Supplied entries =>
━━━━━━━━━━
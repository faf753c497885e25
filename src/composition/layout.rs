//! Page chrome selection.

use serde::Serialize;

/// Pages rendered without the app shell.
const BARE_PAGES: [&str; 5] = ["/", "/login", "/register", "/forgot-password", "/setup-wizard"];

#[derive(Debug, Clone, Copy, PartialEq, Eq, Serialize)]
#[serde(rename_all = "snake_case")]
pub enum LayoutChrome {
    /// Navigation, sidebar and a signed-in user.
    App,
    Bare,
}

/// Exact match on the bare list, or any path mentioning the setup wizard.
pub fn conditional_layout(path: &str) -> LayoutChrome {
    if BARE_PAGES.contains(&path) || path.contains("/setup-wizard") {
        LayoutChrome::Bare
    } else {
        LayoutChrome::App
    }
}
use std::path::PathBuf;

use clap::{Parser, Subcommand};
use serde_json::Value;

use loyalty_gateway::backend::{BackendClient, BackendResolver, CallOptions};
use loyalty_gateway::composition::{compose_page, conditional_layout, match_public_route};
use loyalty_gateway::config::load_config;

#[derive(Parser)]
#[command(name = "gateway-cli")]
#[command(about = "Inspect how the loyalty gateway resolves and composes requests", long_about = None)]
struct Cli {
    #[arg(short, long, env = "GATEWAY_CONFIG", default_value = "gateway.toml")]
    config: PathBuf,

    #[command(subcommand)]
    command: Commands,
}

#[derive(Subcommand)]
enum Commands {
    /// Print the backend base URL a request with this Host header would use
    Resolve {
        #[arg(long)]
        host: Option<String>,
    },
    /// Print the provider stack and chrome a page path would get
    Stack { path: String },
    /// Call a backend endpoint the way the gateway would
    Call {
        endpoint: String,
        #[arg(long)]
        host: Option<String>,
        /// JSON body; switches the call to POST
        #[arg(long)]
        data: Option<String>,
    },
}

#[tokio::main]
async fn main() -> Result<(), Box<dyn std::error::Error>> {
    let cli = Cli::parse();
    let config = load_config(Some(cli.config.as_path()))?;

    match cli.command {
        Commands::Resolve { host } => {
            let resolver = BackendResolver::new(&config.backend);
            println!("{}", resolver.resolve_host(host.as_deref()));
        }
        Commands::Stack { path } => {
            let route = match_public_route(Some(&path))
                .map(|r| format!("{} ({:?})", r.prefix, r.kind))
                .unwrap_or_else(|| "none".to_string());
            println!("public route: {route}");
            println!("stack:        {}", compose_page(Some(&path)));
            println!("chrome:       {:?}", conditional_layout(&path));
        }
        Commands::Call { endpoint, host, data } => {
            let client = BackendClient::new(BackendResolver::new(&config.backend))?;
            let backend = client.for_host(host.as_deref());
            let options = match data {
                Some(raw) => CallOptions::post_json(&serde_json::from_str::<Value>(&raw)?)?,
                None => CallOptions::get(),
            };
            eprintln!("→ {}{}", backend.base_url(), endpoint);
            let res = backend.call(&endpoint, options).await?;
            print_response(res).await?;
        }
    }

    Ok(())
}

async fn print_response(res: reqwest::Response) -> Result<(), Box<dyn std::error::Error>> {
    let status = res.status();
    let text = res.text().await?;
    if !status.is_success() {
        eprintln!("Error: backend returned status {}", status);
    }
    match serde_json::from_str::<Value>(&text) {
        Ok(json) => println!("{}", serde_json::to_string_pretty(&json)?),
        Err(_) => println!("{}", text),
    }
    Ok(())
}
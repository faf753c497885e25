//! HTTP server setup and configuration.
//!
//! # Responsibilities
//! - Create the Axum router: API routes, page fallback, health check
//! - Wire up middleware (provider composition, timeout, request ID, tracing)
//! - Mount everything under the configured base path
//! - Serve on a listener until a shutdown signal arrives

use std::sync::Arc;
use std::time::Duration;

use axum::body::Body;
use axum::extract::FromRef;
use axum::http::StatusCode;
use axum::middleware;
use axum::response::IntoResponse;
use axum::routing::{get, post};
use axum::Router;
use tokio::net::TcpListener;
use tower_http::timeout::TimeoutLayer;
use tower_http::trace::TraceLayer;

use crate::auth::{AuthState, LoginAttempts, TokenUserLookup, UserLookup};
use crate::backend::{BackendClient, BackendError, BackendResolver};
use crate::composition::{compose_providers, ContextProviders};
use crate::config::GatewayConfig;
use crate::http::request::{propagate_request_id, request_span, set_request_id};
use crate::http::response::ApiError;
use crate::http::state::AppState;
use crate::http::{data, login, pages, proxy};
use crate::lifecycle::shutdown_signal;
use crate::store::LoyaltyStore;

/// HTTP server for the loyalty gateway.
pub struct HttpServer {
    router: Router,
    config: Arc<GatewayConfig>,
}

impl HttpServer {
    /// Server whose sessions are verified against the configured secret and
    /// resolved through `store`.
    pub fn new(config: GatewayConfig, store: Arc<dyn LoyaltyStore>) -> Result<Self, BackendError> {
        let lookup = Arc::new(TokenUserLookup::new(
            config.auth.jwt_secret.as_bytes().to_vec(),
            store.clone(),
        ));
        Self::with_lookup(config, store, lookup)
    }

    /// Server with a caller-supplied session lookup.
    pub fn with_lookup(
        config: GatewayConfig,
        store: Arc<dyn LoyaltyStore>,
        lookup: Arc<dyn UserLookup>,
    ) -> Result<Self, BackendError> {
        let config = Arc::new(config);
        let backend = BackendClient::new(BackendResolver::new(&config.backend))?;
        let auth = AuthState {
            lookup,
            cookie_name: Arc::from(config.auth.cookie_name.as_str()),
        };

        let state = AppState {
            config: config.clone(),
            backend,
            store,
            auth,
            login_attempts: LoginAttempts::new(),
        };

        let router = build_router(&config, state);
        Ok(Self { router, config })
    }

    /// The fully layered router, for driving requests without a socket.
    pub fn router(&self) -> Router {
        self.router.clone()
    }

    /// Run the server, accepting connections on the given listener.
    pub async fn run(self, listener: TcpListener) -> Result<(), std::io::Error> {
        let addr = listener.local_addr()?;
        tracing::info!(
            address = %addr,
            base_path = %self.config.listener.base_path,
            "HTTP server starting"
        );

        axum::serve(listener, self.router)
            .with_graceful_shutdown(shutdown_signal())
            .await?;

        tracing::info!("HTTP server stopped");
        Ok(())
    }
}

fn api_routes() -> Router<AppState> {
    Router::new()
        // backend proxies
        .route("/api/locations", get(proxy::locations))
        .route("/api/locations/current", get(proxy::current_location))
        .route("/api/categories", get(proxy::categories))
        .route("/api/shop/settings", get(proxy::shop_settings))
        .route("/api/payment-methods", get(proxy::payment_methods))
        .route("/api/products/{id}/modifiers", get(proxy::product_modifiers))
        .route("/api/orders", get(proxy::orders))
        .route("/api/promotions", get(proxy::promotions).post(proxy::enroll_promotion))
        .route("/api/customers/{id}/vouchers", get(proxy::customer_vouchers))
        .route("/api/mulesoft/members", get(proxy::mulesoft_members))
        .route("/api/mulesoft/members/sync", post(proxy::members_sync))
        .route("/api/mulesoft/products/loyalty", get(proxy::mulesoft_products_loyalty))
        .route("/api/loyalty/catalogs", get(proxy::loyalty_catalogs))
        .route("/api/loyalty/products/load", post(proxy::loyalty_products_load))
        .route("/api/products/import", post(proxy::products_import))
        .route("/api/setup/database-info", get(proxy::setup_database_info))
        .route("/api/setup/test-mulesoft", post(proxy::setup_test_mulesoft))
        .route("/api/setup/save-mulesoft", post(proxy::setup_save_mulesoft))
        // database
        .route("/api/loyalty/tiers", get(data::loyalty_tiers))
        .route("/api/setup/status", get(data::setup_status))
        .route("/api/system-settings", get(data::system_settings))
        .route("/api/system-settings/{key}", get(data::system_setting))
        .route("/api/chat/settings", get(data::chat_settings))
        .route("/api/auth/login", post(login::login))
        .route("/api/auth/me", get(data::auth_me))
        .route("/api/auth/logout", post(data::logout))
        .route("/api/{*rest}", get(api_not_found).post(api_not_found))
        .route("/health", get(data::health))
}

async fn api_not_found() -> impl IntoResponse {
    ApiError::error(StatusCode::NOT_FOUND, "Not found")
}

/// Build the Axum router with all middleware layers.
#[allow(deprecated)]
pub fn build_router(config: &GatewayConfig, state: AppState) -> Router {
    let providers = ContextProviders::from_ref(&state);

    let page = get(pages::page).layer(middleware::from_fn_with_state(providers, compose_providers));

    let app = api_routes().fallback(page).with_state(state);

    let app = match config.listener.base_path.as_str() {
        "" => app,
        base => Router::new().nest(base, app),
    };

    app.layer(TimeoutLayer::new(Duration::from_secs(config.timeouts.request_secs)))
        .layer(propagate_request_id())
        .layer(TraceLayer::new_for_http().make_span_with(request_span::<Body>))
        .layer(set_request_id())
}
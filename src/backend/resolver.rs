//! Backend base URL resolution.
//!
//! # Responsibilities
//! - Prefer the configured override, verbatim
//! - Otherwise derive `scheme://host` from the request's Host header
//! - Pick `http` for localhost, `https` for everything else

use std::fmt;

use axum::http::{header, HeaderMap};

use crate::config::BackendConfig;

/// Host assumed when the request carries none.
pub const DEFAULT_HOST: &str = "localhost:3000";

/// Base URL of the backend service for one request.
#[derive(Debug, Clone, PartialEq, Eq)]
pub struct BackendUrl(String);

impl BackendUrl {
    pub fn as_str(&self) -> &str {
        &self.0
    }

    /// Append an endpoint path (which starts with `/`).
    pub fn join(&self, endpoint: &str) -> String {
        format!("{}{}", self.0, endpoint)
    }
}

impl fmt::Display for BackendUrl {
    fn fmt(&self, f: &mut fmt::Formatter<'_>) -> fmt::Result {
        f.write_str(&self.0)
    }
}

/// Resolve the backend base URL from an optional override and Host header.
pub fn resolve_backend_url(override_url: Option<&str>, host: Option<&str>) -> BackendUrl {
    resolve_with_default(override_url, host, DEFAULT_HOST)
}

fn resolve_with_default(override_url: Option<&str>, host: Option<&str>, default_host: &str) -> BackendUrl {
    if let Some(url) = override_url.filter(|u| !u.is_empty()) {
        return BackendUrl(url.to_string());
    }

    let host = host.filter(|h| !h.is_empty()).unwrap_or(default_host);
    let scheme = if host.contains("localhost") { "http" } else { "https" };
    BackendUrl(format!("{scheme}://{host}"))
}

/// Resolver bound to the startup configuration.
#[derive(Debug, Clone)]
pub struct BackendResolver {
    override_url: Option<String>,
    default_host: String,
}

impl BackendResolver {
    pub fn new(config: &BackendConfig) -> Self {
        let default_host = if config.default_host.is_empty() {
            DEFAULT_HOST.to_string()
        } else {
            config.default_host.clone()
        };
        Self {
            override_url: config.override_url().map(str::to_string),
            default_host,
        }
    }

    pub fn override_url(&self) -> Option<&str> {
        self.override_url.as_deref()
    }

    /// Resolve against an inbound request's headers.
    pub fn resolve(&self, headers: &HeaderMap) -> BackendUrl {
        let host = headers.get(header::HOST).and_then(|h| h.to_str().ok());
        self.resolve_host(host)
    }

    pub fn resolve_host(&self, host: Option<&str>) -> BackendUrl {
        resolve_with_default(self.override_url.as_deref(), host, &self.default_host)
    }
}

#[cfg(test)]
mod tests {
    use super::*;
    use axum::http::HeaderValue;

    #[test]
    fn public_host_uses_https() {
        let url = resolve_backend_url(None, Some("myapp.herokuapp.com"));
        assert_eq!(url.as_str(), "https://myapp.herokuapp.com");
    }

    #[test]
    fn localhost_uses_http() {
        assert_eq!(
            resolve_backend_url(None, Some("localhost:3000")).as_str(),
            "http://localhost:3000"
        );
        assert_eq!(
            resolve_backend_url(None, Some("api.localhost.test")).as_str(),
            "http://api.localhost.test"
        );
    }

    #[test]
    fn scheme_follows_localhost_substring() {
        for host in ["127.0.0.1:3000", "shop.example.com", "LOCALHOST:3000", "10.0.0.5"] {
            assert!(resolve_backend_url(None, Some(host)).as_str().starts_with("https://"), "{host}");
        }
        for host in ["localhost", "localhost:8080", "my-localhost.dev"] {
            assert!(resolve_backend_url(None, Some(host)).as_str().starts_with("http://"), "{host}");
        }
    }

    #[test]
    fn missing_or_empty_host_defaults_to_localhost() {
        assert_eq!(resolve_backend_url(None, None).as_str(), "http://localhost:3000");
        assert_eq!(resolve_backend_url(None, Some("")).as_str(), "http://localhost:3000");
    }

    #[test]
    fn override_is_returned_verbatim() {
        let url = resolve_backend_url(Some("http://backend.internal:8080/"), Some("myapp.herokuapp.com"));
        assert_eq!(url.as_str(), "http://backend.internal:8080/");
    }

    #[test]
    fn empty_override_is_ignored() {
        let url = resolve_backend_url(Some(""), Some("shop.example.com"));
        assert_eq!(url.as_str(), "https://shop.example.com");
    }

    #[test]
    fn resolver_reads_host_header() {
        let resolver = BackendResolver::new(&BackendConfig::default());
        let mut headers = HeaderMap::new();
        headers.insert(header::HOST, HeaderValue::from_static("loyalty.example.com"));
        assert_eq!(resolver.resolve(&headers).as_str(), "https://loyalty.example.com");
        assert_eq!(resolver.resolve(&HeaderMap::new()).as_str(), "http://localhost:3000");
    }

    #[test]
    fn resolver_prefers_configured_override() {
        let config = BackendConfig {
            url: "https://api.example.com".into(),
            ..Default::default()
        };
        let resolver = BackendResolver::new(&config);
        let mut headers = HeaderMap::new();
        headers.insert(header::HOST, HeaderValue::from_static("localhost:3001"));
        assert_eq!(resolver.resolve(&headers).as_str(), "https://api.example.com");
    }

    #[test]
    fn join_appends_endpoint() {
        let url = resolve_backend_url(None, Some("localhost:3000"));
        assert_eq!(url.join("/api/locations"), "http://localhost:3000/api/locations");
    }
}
━━━━━━━━━━
About this exercise => Word for word, restate the listing above from its first line to the line with "let route = match_public_route(Some(&path))", keeping both.

Written solution =>
repository faf753c497885e25
filename src/composition/layout.rs
//! Page chrome selection.

use serde::Serialize;

/// Pages rendered without the app shell.
const BARE_PAGES: [&str; 5] = ["/", "/login", "/register", "/forgot-password", "/setup-wizard"];

#[derive(Debug, Clone, Copy, PartialEq, Eq, Serialize)]
#[serde(rename_all = "snake_case")]
pub enum LayoutChrome {
    /// Navigation, sidebar and a signed-in user.
    App,
    Bare,
}

/// Exact match on the bare list, or any path mentioning the setup wizard.
pub fn conditional_layout(path: &str) -> LayoutChrome {
    if BARE_PAGES.contains(&path) || path.contains("/setup-wizard") {
        LayoutChrome::Bare
    } else {
        LayoutChrome::App
    }
}
use std::path::PathBuf;

use clap::{Parser, Subcommand};
use serde_json::Value;

use loyalty_gateway::backend::{BackendClient, BackendResolver, CallOptions};
use loyalty_gateway::composition::{compose_page, conditional_layout, match_public_route};
use loyalty_gateway::config::load_config;

#[derive(Parser)]
#[command(name = "gateway-cli")]
#[command(about = "Inspect how the loyalty gateway resolves and composes requests", long_about = None)]
struct Cli {
    #[arg(short, long, env = "GATEWAY_CONFIG", default_value = "gateway.toml")]
    config: PathBuf,

    #[command(subcommand)]
    command: Commands,
}

#[derive(Subcommand)]
enum Commands {
    /// Print the backend base URL a request with this Host header would use
    Resolve {
        #[arg(long)]
        host: Option<String>,
    },
    /// Print the provider stack and chrome a page path would get
    Stack { path: String },
    /// Call a backend endpoint the way the gateway would
    Call {
        endpoint: String,
        #[arg(long)]
        host: Option<String>,
        /// JSON body; switches the call to POST
        #[arg(long)]
        data: Option<String>,
    },
}

#[tokio::main]
async fn main() -> Result<(), Box<dyn std::error::Error>> {
    let cli = Cli::parse();
    let config = load_config(Some(cli.config.as_path()))?;

    match cli.command {
        Commands::Resolve { host } => {
            let resolver = BackendResolver::new(&config.backend);
            println!("{}", resolver.resolve_host(host.as_deref()));
        }
        Commands::Stack { path } => {
            let route = match_public_route(Some(&path))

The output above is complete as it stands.